• Different Day, Different Walk

    15. juni, Spanien ⋅ ☀️ 28 °C

    Today was a joy. There was nothing particularly easy or particularly hard about it — same as yesterday, really — but I just really enjoyed being out there, and the time went by quickly.

    I don’t mind staying in the dorms at the albergues. In the evenings, that is. I really dislike getting ready and out in the mornings, though. No matter how packed and ready I try to be the night before, there is still a lot to be put away, preferably quietly. It’s harder to deal with foot care in the dark, preferably quietly. And the shoes are kept in a completely separate space, so you have to muck up your socks getting to them. Preferably quietly.

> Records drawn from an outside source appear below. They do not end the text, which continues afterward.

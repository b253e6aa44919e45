//! End-to-end claim processing.
//!
//! ```text
//! Received -> EligibilityChecked -> ProofVerified -> Submitted -> Confirmed
//!     |               |                                  |
//!     +---------------+------------> Rejected            +------> Failed
//! ```
//!
//! No lock is held while a transaction is in flight. Exactly-once payout rests
//! on the ledger's compare-and-set and the distributor's own claimed guard.

use std::sync::atomic::{AtomicUsize, Ordering};
use std::sync::Arc;
use std::time::Duration;

use parking_lot::Mutex;
use serde::{Deserialize, Serialize};
use tokio_retry::strategy::ExponentialBackoff;
use tokio_retry::RetryIf;
use tracing::{debug, error, info, instrument, warn};

use crate::campaign::Campaigns;
use crate::chain::{ChainSubmitter, ClaimCall, SubmitError};
use crate::eligibility::{EligibilityEntry, EventId, TxHash, Wallet};
use crate::ledger::{EligibilityLedger, LedgerError};
use crate::merkle::Hash;

#[derive(Debug, Clone, Copy, PartialEq, Eq, Serialize)]
pub enum ClaimState {
    Received,
    EligibilityChecked,
    ProofVerified,
    Submitted,
    Confirmed,
    Rejected,
    Failed,
}

#[derive(Debug, Clone, PartialEq, Eq)]
pub struct ClaimRequest {
    pub wallet: Wallet,
    pub event_id: EventId,
    /// Sibling path supplied by the caller; fetched from the campaign tree
    /// when absent.
    pub proof: Option<Vec<Hash>>,
}

impl ClaimRequest {
    pub fn new(wallet: Wallet, event_id: EventId) -> Self {
        Self {
            wallet,
            event_id,
            proof: None,
        }
    }
}

/// How a successful request was settled.
#[derive(Debug, Clone, Copy, PartialEq, Eq, Serialize)]
pub enum Settlement {
    /// This request's transaction paid out.
    Confirmed,
    /// An earlier or concurrent request already paid out.
    AlreadyClaimed,
}

#[derive(Debug, Clone, PartialEq, Eq)]
pub struct ClaimReceipt {
    pub wallet: Wallet,
    pub event_id: EventId,
    pub amount: u128,
    pub tx_hash: TxHash,
    pub settlement: Settlement,
}

#[derive(Debug, thiserror::Error)]
pub enum ClaimError {
    #[error("{wallet} is not eligible in event {event_id}")]
    NotEligible { wallet: Wallet, event_id: EventId },
    /// The distributor already paid this wallet but the settling transaction
    /// is not recorded yet.
    #[error("{wallet} has already claimed in event {event_id}")]
    AlreadyClaimed { wallet: Wallet, event_id: EventId },
    #[error("proof for {wallet} in event {event_id} does not match the campaign root")]
    InvalidProof { wallet: Wallet, event_id: EventId },
    #[error("event {0} has no configured campaign")]
    UnknownCampaign(EventId),
    #[error("claim transaction reverted: {0}")]
    Reverted(String),
    #[error("distributor cannot pay out: {0}")]
    InsufficientFunds(String),
    #[error("network error after {attempts} attempt(s): {message}")]
    Network { attempts: usize, message: String },
    #[error(transparent)]
    Ledger(#[from] LedgerError),
}

impl ClaimError {
    /// Stable name reported to API clients.
    pub fn kind(&self) -> &'static str {
        match self {
            ClaimError::NotEligible { .. } => "NotEligible",
            ClaimError::AlreadyClaimed { .. } => "AlreadyClaimed",
            ClaimError::InvalidProof { .. } => "InvalidProof",
            ClaimError::UnknownCampaign(_) => "UnknownCampaign",
            ClaimError::Reverted(_) => "Reverted",
            ClaimError::InsufficientFunds(_) => "InsufficientFunds",
            ClaimError::Network { .. } => "NetworkError",
            ClaimError::Ledger(_) => "LedgerError",
        }
    }

    /// Whether the caller may usefully send the same request again.
    pub fn is_retryable(&self) -> bool {
        matches!(self, ClaimError::Network { .. } | ClaimError::Ledger(_))
    }

    pub fn state(&self) -> ClaimState {
        match self {
            ClaimError::NotEligible { .. }
            | ClaimError::AlreadyClaimed { .. }
            | ClaimError::InvalidProof { .. }
            | ClaimError::UnknownCampaign(_) => ClaimState::Rejected,
            ClaimError::Reverted(_)
            | ClaimError::InsufficientFunds(_)
            | ClaimError::Network { .. }
            | ClaimError::Ledger(_) => ClaimState::Failed,
        }
    }
}

/// Bounded exponential backoff for transient failures.
#[derive(Debug, Clone, Copy, PartialEq, Eq, Deserialize)]
#[serde(default)]
pub struct RetryPolicy {
    pub max_attempts: usize,
    pub initial_delay_ms: u64,
    pub max_delay_ms: u64,
}

impl Default for RetryPolicy {
    fn default() -> Self {
        Self {
            max_attempts: 3,
            initial_delay_ms: 500,
            max_delay_ms: 5_000,
        }
    }
}

impl RetryPolicy {
    /// Delays between attempts: `initial, 2*initial, 4*initial, ...` capped
    /// at `max_delay_ms`, one fewer than `max_attempts`.
    pub fn delays(&self) -> impl Iterator<Item = Duration> {
        ExponentialBackoff::from_millis(2)
            .factor((self.initial_delay_ms / 2).max(1))
            .max_delay(Duration::from_millis(self.max_delay_ms))
            .take(self.max_attempts.saturating_sub(1))
    }
}

pub struct ClaimCoordinator {
    ledger: Arc<dyn EligibilityLedger>,
    submitter: Arc<dyn ChainSubmitter>,
    campaigns: Arc<Campaigns>,
    retry: RetryPolicy,
}

fn transition(state: ClaimState) {
    debug!(?state, "Claim state");
}

impl ClaimCoordinator {
    pub fn new(
        ledger: Arc<dyn EligibilityLedger>,
        submitter: Arc<dyn ChainSubmitter>,
        campaigns: Arc<Campaigns>,
        retry: RetryPolicy,
    ) -> Self {
        Self {
            ledger,
            submitter,
            campaigns,
            retry,
        }
    }

    pub fn campaigns(&self) -> &Campaigns {
        &self.campaigns
    }

    #[instrument(skip_all, fields(wallet = %request.wallet, event_id = request.event_id))]
    pub async fn claim(&self, request: ClaimRequest) -> Result<ClaimReceipt, ClaimError> {
        let result = self.process(&request).await;
        match &result {
            Ok(receipt) => info!(
                state = ?ClaimState::Confirmed,
                settlement = ?receipt.settlement,
                tx_hash = %receipt.tx_hash,
                "Claim settled"
            ),
            Err(err @ (ClaimError::Reverted(_) | ClaimError::InsufficientFunds(_))) => error!(
                state = ?err.state(),
                kind = err.kind(),
                "Claim failed, needs operator attention: {err}"
            ),
            Err(err) if err.state() == ClaimState::Failed => {
                warn!(state = ?err.state(), kind = err.kind(), "Claim failed: {err}")
            }
            Err(err) => info!(state = ?err.state(), kind = err.kind(), "Claim rejected: {err}"),
        }
        result
    }

    async fn process(&self, request: &ClaimRequest) -> Result<ClaimReceipt, ClaimError> {
        transition(ClaimState::Received);
        let entry = self
            .ledger
            .lookup(&request.wallet, request.event_id)
            .await?
            .ok_or(ClaimError::NotEligible {
                wallet: request.wallet,
                event_id: request.event_id,
            })?;
        if let Some(receipt) = already_settled(&entry) {
            return Ok(receipt);
        }
        transition(ClaimState::EligibilityChecked);

        let campaign = self
            .campaigns
            .get(entry.event_id)
            .ok_or(ClaimError::UnknownCampaign(entry.event_id))?;
        let invalid = || ClaimError::InvalidProof {
            wallet: entry.wallet,
            event_id: entry.event_id,
        };
        let proof = match &request.proof {
            Some(proof) => proof.clone(),
            None => campaign
                .proof_for(&entry.wallet, entry.amount)
                .ok_or_else(invalid)?,
        };
        if !campaign.verify(&entry.wallet, entry.amount, &proof) {
            return Err(invalid());
        }
        transition(ClaimState::ProofVerified);

        let call = ClaimCall {
            event_id: entry.event_id,
            wallet: entry.wallet,
            amount: entry.amount,
            proof,
        };
        transition(ClaimState::Submitted);
        let (submitted, attempts) = self.submit_with_retry(&call).await;
        match submitted {
            Ok(tx_hash) => self.finalize(&entry, tx_hash, Settlement::Confirmed).await,
            Err(SubmitError::Reverted(message)) => self.resolve_revert(&entry, message).await,
            Err(SubmitError::InsufficientFunds(message)) => {
                Err(ClaimError::InsufficientFunds(message))
            }
            Err(err @ (SubmitError::Network(_) | SubmitError::Unconfirmed { .. })) => {
                Err(ClaimError::Network {
                    attempts,
                    message: err.to_string(),
                })
            }
        }
    }

    /// Sends the claim, retrying transient failures. Once a transaction has
    /// been sent, later attempts poll that transaction instead of sending a
    /// second one.
    async fn submit_with_retry(&self, call: &ClaimCall) -> (Result<TxHash, SubmitError>, usize) {
        let attempts = &AtomicUsize::new(0);
        let sent: &Mutex<Option<TxHash>> = &Mutex::new(None);
        let result = RetryIf::start(
            self.retry.delays(),
            || async move {
                let attempt = attempts.fetch_add(1, Ordering::SeqCst) + 1;
                let pending = *sent.lock();
                let outcome = match pending {
                    Some(tx_hash) => {
                        debug!(attempt, %tx_hash, "Polling sent claim transaction");
                        self.submitter.confirm(tx_hash).await
                    }
                    None => {
                        debug!(attempt, "Submitting claim transaction");
                        self.submitter.submit(call).await
                    }
                };
                if let Err(SubmitError::Unconfirmed { tx_hash, .. }) = &outcome {
                    *sent.lock() = Some(*tx_hash);
                }
                outcome
            },
            |err: &SubmitError| {
                let transient = err.is_transient();
                if transient {
                    warn!("Transient submission failure, backing off: {err}");
                }
                transient
            },
        )
        .await;
        (result, attempts.load(Ordering::SeqCst))
    }

    /// Records a confirmed payout. Losing the compare-and-set means another
    /// request already recorded it, which is success for this caller too.
    async fn finalize(
        &self,
        entry: &EligibilityEntry,
        tx_hash: TxHash,
        settlement: Settlement,
    ) -> Result<ClaimReceipt, ClaimError> {
        let marked = RetryIf::start(
            self.retry.delays(),
            || self.ledger.mark_claimed(&entry.wallet, entry.event_id, tx_hash),
            |err: &LedgerError| matches!(err, LedgerError::Storage(_)),
        )
        .await;

        match marked {
            Ok(()) => {
                transition(ClaimState::Confirmed);
                Ok(receipt(entry, tx_hash, settlement))
            }
            // Another request recorded this same transaction after finding it
            // in the distributor's events.
            Err(LedgerError::Conflict { existing, .. }) if existing == tx_hash => {
                Ok(receipt(entry, tx_hash, settlement))
            }
            Err(LedgerError::Conflict { existing, .. }) => {
                warn!(
                    recorded = %existing,
                    confirmed = %tx_hash,
                    "Ledger already settled with a different transaction"
                );
                Ok(receipt(entry, existing, Settlement::AlreadyClaimed))
            }
            Err(err) => {
                error!(
                    tx_hash = %tx_hash,
                    "Payout confirmed on-chain but not recorded in the ledger: {err}"
                );
                Err(err.into())
            }
        }
    }

    /// A revert is either a lost race against a concurrent claim for the same
    /// wallet, or a real failure the operator must look at.
    async fn resolve_revert(
        &self,
        entry: &EligibilityEntry,
        message: String,
    ) -> Result<ClaimReceipt, ClaimError> {
        match self.submitter.is_claimed(entry.event_id, &entry.wallet).await {
            Ok(true) => {
                debug!("Distributor reports wallet already paid");
                self.recover_settlement(entry).await
            }
            Ok(false) => Err(ClaimError::Reverted(message)),
            Err(err) => {
                warn!("Could not query distributor claim status: {err}");
                Err(ClaimError::Reverted(message))
            }
        }
    }

    /// The distributor has paid the wallet. Records the settling transaction
    /// from the distributor's events if the ledger lacks it; otherwise waits a
    /// bounded time for a concurrent request to record its own.
    async fn recover_settlement(
        &self,
        entry: &EligibilityEntry,
    ) -> Result<ClaimReceipt, ClaimError> {
        if let Some(settled) = self.settled_in_ledger(entry).await? {
            return Ok(settled);
        }

        match self.submitter.settling_tx(entry.event_id, &entry.wallet).await {
            Ok(Some(tx_hash)) => {
                info!(%tx_hash, "Recording payout found in distributor events");
                return self
                    .finalize(entry, tx_hash, Settlement::AlreadyClaimed)
                    .await;
            }
            Ok(None) => debug!("No Claimed event found for wallet"),
            Err(err) => warn!("Could not read distributor events: {err}"),
        }

        for delay in self.retry.delays() {
            tokio::time::sleep(delay).await;
            if let Some(settled) = self.settled_in_ledger(entry).await? {
                return Ok(settled);
            }
        }
        Err(ClaimError::AlreadyClaimed {
            wallet: entry.wallet,
            event_id: entry.event_id,
        })
    }

    async fn settled_in_ledger(
        &self,
        entry: &EligibilityEntry,
    ) -> Result<Option<ClaimReceipt>, ClaimError> {
        let current = self.ledger.lookup(&entry.wallet, entry.event_id).await?;
        Ok(current.as_ref().and_then(already_settled))
    }
}

fn receipt(entry: &EligibilityEntry, tx_hash: TxHash, settlement: Settlement) -> ClaimReceipt {
    ClaimReceipt {
        wallet: entry.wallet,
        event_id: entry.event_id,
        amount: entry.amount,
        tx_hash,
        settlement,
    }
}

fn already_settled(entry: &EligibilityEntry) -> Option<ClaimReceipt> {
    match (entry.claimed, entry.tx_hash) {
        (true, Some(tx_hash)) => Some(receipt(entry, tx_hash, Settlement::AlreadyClaimed)),
        _ => None,
    }
}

    I am not a quiet person. Mornings in the dorm are very stressful. So when I’m in a private room like last night and don’t have to worry who I’m flashing, how loud I’m rustling bags, or whether I said that out loud or just in my head, I tend to spend a lot of morning time flashing, rustling, and muttering. I didn’t leave my room until 7 am, and then I had breakfast at the hotel.

    Except for a farmland detour early on, most of today was walking by the highway. However, there appears to be a newer interstate that almost parallels it, so the highway itself had very little traffic. We could hear the cars, but we could also hear the river that we walked beside most of the day, which made it seem very pleasant.

    I didn’t see another pilgrim until I stopped to eat at a town five miles in. Because I’d left so late I expected the others to be way ahead, but they were also in the same town. I caught up with Tom and Yvonne, then we all met Kathy and Mim stopped at a cafe a few miles ahead.

    Tom and Yvonne are staying about three miles short of the rest of us, so we said goodbye and kept going. Vega de Valcarce is a cute town, but there appear to be no restaurants open. Whether on Monday or ever, I don’t know, but I had to go scavenge dinner at the grocery store. By the time I went, after every other pilgrim, I suspect, it really did feel like scavenging. There was one carton of gazpacho, though, so I’m happy.

    Not carrying my hiking shoes made the pack feel so much better today. I really didn’t take out that much to have sent other than those, which leaves me trying to decide what to do about tomorrow’s big climb. I don’t have a bed, and you’re certainly more flexible with your pack on your back, although it has worked out the last two times I blindly sent my pack to an albergue. Decisions, decisions.

    I am nervous about tomorrow. It’s only eight miles, but it’s a steep climb. The big unknown is the terrain we’ll be hiking. (And what it’s like coming down on the other side, but that’s a tomorrow problem!)